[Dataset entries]
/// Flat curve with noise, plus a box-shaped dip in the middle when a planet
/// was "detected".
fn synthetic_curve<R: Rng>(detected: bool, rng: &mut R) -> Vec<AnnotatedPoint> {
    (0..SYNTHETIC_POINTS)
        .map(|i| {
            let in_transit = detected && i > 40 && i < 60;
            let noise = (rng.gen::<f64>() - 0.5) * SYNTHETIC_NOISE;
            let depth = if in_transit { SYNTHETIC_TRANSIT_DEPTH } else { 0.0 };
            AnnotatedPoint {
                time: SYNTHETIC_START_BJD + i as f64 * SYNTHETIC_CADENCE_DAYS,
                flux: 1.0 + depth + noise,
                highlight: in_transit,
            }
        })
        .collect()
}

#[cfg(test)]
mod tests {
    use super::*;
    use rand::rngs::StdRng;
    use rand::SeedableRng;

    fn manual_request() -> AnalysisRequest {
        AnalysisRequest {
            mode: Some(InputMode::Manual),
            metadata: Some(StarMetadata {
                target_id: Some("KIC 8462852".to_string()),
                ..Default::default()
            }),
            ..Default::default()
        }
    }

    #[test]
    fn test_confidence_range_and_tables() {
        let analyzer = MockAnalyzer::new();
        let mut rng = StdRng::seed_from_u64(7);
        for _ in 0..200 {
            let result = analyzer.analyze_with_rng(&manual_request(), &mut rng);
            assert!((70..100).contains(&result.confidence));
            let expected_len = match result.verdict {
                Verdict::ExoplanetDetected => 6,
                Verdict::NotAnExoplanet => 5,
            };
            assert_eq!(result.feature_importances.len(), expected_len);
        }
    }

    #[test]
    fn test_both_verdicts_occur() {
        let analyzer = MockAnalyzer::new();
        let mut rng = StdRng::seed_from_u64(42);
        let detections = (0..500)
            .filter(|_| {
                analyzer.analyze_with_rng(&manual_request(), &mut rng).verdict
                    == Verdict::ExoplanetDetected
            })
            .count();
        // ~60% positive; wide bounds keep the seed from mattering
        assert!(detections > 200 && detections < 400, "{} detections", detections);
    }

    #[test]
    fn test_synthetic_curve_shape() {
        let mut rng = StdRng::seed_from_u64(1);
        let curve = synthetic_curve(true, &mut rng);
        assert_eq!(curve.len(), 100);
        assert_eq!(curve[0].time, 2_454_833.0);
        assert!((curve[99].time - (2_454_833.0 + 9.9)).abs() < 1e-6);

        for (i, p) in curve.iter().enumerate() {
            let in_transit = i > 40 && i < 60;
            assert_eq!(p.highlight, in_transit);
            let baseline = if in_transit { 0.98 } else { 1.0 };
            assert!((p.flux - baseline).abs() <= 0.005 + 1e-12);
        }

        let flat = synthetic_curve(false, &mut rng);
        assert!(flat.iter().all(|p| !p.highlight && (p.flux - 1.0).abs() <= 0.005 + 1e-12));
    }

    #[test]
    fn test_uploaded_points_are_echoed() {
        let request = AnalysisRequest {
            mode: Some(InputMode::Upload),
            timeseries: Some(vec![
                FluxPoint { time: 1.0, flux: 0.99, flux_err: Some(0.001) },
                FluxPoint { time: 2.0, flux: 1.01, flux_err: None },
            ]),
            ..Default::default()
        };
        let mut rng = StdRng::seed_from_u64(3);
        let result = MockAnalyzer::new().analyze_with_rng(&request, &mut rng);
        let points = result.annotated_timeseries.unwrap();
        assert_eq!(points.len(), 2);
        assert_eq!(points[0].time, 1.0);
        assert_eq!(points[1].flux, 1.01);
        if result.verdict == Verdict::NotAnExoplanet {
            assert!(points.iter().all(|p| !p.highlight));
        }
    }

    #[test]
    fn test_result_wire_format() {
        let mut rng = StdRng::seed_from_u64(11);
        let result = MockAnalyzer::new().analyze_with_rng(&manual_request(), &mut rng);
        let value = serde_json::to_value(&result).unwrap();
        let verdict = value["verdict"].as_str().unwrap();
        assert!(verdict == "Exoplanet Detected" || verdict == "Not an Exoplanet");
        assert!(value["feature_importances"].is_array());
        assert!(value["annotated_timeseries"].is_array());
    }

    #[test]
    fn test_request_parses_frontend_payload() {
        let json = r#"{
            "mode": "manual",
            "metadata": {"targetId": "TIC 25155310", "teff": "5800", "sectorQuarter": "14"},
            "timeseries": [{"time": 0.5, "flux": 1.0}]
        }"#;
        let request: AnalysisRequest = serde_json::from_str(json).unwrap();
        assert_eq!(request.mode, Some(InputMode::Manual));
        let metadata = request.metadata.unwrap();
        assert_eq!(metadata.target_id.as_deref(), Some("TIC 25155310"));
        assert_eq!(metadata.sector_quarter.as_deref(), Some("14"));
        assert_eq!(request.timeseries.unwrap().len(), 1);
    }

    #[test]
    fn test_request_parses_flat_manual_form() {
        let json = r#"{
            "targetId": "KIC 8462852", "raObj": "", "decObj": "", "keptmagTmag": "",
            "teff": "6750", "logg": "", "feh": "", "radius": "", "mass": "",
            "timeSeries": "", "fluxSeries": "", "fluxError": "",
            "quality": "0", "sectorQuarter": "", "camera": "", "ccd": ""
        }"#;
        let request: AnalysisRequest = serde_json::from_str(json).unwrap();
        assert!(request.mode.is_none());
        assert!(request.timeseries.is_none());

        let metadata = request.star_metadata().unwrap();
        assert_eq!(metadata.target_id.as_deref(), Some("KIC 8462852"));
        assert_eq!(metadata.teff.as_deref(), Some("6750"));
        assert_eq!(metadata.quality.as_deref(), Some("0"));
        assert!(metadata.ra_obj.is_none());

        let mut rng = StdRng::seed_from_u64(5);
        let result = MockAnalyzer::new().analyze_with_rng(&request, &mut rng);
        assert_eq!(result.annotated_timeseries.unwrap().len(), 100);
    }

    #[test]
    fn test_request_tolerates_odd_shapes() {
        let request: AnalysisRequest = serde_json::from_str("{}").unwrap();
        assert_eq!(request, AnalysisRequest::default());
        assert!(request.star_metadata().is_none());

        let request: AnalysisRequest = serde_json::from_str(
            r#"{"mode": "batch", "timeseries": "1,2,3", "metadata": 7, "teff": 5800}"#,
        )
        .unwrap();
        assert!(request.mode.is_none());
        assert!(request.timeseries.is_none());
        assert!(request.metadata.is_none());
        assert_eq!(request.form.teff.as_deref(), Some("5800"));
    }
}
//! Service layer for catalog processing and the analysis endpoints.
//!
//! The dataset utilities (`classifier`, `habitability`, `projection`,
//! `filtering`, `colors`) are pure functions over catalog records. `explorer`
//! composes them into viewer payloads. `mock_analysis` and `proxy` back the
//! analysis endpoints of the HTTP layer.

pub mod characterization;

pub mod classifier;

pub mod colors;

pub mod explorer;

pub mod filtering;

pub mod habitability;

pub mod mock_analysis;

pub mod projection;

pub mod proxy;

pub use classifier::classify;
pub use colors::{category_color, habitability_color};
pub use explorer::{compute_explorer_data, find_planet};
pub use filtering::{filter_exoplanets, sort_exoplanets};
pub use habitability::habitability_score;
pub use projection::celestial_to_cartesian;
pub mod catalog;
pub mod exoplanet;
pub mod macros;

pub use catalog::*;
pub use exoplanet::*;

**INSTRUCTIONS FOR THE TASK:** Only the lines above starting at the line that holds "assert!(request.metadata.is_none());" and ending at the line that holds "pub mod characterization;" are to be repeated, exactly and in full.

**EXERCISE SOLUTION:**
        assert!(request.metadata.is_none());
        assert_eq!(request.form.teff.as_deref(), Some("5800"));
    }
}
//! Service layer for catalog processing and the analysis endpoints.
//!
//! The dataset utilities (`classifier`, `habitability`, `projection`,
//! `filtering`, `colors`) are pure functions over catalog records. `explorer`
//! composes them into viewer payloads. `mock_analysis` and `proxy` back the
//! analysis endpoints of the HTTP layer.

pub mod characterization;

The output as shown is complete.